I spent most of my time in the beginning not only learning to read musical notes to play piano and learning through repetition, but also observing my former piano teachers demonstrating how to play the piano and how to use the functions of the piano properly. I observed and followed the way their fingers ran on the piano, and the way their feet paddled on the piano pedals. The purpose of observing and following them was to ensure that I understood how to play piano properly and correctly.
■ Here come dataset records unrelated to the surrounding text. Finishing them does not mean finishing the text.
// ============================================================================
// camsync-core/src/notifications/abstraction.rs
// ============================================================================
//
// NOTIFICATION ABSTRACTION: Run Events and Senders
//
// KEY COMPONENTS:
// - NotificationType: Run started, completed or failed
// - NotificationSender: Trait implemented by delivery backends
// - NullNotificationSender: Sender that drops every notification

// ---- Internal crate imports ----
use crate::error::CoreResult;
use crate::utils::format_duration;

// ---- Standard library imports ----
use std::path::PathBuf;
use std::time::Duration;

// ============================================================================
// NOTIFICATION TYPES
// ============================================================================

#[derive(Debug, Clone)]
pub enum NotificationType {
    RunStarted {
        /// Subcommand name (`preprocess`, `calibrate`, `process`)
        command: String,
        workspace: PathBuf,
        hostname: String,
    },

    RunComplete {
        command: String,
        workspace: PathBuf,
        /// One-line batch summary, e.g. "4 processed, 1 skipped, 0 failed"
        summary: String,
        /// Number of failed units of work
        failures: usize,
        duration: Duration,
        hostname: String,
    },

    RunError {
        command: String,
        workspace: PathBuf,
        message: String,
        hostname: String,
    },
}

impl NotificationType {
    pub fn get_title(&self) -> String {
        match self {
            NotificationType::RunStarted { command, .. } => format!("camsync {command} started"),
            NotificationType::RunComplete { command, failures: 0, .. } => {
                format!("camsync {command} complete")
            }
            NotificationType::RunComplete { command, .. } => {
                format!("camsync {command} finished with failures")
            }
            NotificationType::RunError { command, .. } => format!("camsync {command} failed"),
        }
    }

    pub fn get_message(&self) -> String {
        match self {
            NotificationType::RunStarted {
                workspace, hostname, ..
            } => format!("Started on {} for {}", hostname, workspace.display()),
            NotificationType::RunComplete {
                workspace,
                summary,
                duration,
                hostname,
                ..
            } => format!(
                "{} on {} in {}: {}",
                workspace.display(),
                hostname,
                format_duration(duration.as_secs_f64()),
                summary
            ),
            NotificationType::RunError {
                workspace,
                message,
                hostname,
                ..
            } => format!("{} on {}: {}", workspace.display(), hostname, message),
        }
    }

    /// Priority from 1 (lowest) to 5 (highest).
    pub fn get_priority(&self) -> u8 {
        match self {
            NotificationType::RunStarted { .. } => 3,
            NotificationType::RunComplete { failures: 0, .. } => 3,
            NotificationType::RunComplete { .. } => 4,
            NotificationType::RunError { .. } => 5,
        }
    }

    /// Tag attached to the pushed message.
    pub fn tag(&self) -> &'static str {
        match self {
            NotificationType::RunStarted { .. } => "start",
            NotificationType::RunComplete { .. } => "complete",
            NotificationType::RunError { .. } => "error",
        }
    }
}

/// Host name reported in notifications (`HOSTNAME`, else "unknown").
pub fn hostname() -> String {
    std::env::var("HOSTNAME")
        .ok()
        .filter(|h| !h.is_empty())
        .unwrap_or_else(|| "unknown".to_string())
}

// ============================================================================
// NOTIFICATION SENDER
// ============================================================================

pub trait NotificationSender {
    fn send_notification(&self, notification: &NotificationType) -> CoreResult<()>;
}

/// Sender used when no topic is configured.
#[derive(Debug, Clone, Default)]
pub struct NullNotificationSender;

impl NotificationSender for NullNotificationSender {
    fn send_notification(&self, _notification: &NotificationType) -> CoreResult<()> {
        Ok(())
    }
}
//! Terminal UI components and styling for camsync.
//!
//! Consistent terminal output through the `log` facade: section headers,
//! key-value status lines, success/error blocks and a progress bar for long
//! transcodes. Color is disabled when `NO_COLOR` is set.

use console::style;
use indicatif::{ProgressBar, ProgressDrawTarget, ProgressStyle};
use log::info;
use owo_colors::OwoColorize;
use std::io::IsTerminal;
use std::sync::{LazyLock, Mutex};
use std::time::Duration;
use unicode_width::UnicodeWidthStr;

use crate::report::BatchReport;

/// Represents the visual hierarchy levels in the CLI output
#[derive(Debug, Clone, Copy)]
pub enum OutputLevel {
    /// Main sections (===== SECTION =====)
    Section,
    /// Subsections and major operations (» Operation)
    Subsection,
    /// Items under an operation
    Progress,
    /// Key-value status information
    Status,
}

impl OutputLevel {
    fn indent(&self) -> &'static str {
        match self {
            OutputLevel::Section => "",
            OutputLevel::Subsection => "  ",
            OutputLevel::Progress => "    ",
            OutputLevel::Status => "      ",
        }
    }
}

static CURRENT_PROGRESS: LazyLock<Mutex<Option<ProgressBar>>> = LazyLock::new(|| Mutex::new(None));

/// Check if color should be used (respects NO_COLOR environment variable)
fn should_use_color() -> bool {
    std::env::var("NO_COLOR").is_err()
}

/// Print a section header for major workflow phases
pub fn print_section(title: &str) {
    info!("");
    if should_use_color() {
        info!("===== {} =====", title.to_uppercase().cyan());
    } else {
        info!("===== {} =====", title.to_uppercase());
    }
    info!("");
}

/// Print an item at the specified hierarchy level
pub fn print_item(level: OutputLevel, symbol: Option<&str>, text: &str, bold: bool) {
    let indent = level.indent();
    let prefix = symbol.map(|s| format!("{s} ")).unwrap_or_default();
    if should_use_color() && bold {
        info!("{indent}{prefix}{}", style(text).bold());
    } else {
        info!("{indent}{prefix}{text}");
    }
}

/// Print a subsection or processing step
pub fn print_processing(message: &str) {
    info!("");
    print_item(OutputLevel::Subsection, Some("»"), message, true);
}

/// Print a sub-item under a processing step
pub fn print_sub_item(message: &str) {
    print_item(OutputLevel::Progress, None, message, false);
}

/// Print a success message
pub fn print_success(message: &str) {
    info!("");
    if should_use_color() {
        info!("  ✓ {}", message.green());
    } else {
        info!("  ✓ {message}");
    }
}

/// Print a warning message
pub fn print_warning(message: &str) {
    if should_use_color() {
        info!("  ⚠ {}", message.yellow());
    } else {
        info!("  ⚠ {message}");
    }
}

/// Print a status line (key-value pair)
pub fn print_status(label: &str, value: &str, highlight: bool) {
    let label_width = 15;
    let padding = if label.width() < label_width {
        label_width - label.width()
    } else {
        1
    };
    let indent = OutputLevel::Status.indent();
    let spaces = " ".repeat(padding);

    if should_use_color() && highlight {
        info!("{indent}{label}:{spaces} {}", value.bold());
    } else {
        info!("{indent}{label}:{spaces} {value}");
    }
}

/// Print an error message
pub fn print_error(title: &str, message: &str, suggestion: Option<&str>) {
    if should_use_color() {
        info!("✗ {}", title.red().bold());
    } else {
        info!("✗ {title}");
    }

    info!("");
    info!("  Message:  {message}");

    if let Some(suggestion_text) = suggestion {
        info!("");
        info!("  Suggestion: {suggestion_text}");
    }

    info!("");
}

/// Print the counts of a batch report and every failure it holds.
pub fn print_report(title: &str, report: &BatchReport) {
    print_processing(title);
    print_status("Processed", &report.processed.len().to_string(), false);
    print_status("Skipped", &report.skipped.len().to_string(), false);
    print_status("Failed", &report.failed.len().to_string(), !report.failed.is_empty());
    for failure in &report.failed {
        let line = format!("{}: {}", failure.path.display(), failure.error);
        if should_use_color() {
            print_sub_item(&line.red().to_string());
        } else {
            print_sub_item(&line);
        }
    }
}

fn init_progress_bar(label: &str, total_secs: f64) -> ProgressBar {
    let pb = ProgressBar::new((total_secs * 1000.0) as u64);
    if let Ok(style) = ProgressStyle::default_bar()
        .template("  ⧖ {msg}: {percent:>3}% [{bar:30}] ({elapsed_precise} / {eta_precise})")
    {
        pb.set_style(style.progress_chars("##."));
    }
    pb.set_message(label.to_string());

    if !std::io::stderr().is_terminal() {
        pb.set_draw_target(ProgressDrawTarget::hidden());
    }
    pb.enable_steady_tick(Duration::from_millis(100));
    pb
}

/// Updates (creating on first call) the progress bar of the running transcode.
pub fn print_progress_bar(label: &str, elapsed_secs: f64, total_secs: f64) {
    if !std::io::stderr().is_terminal() || total_secs <= 0.0 {
        return;
    }
    if let Ok(mut current) = CURRENT_PROGRESS.lock() {
        let pb = current.get_or_insert_with(|| init_progress_bar(label, total_secs));
        pb.set_position((elapsed_secs * 1000.0) as u64);
    }
}

/// Clear the current progress bar
pub fn clear_progress_bar() {
    if let Ok(mut current) = CURRENT_PROGRESS.lock() {
        if let Some(pb) = current.take() {
            pb.finish_and_clear();
        }
    }
}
Behavior modification is also one of Bandura's major contributions in the history of psychology. Bandura was not the first psychologist to introduce behavior modification (Benjafield, 2010). However, he applied the principles of operant conditioning on behavior modification (Benjafield, 2010). Behavior modification consists of techniques to improve human behavior, and an individual's behavior is altered through negative and positive reinforcement (Benjafield, 2010). Behavior modification also changes undesirable behaviors to desirable behaviors (Benjafield, 2010).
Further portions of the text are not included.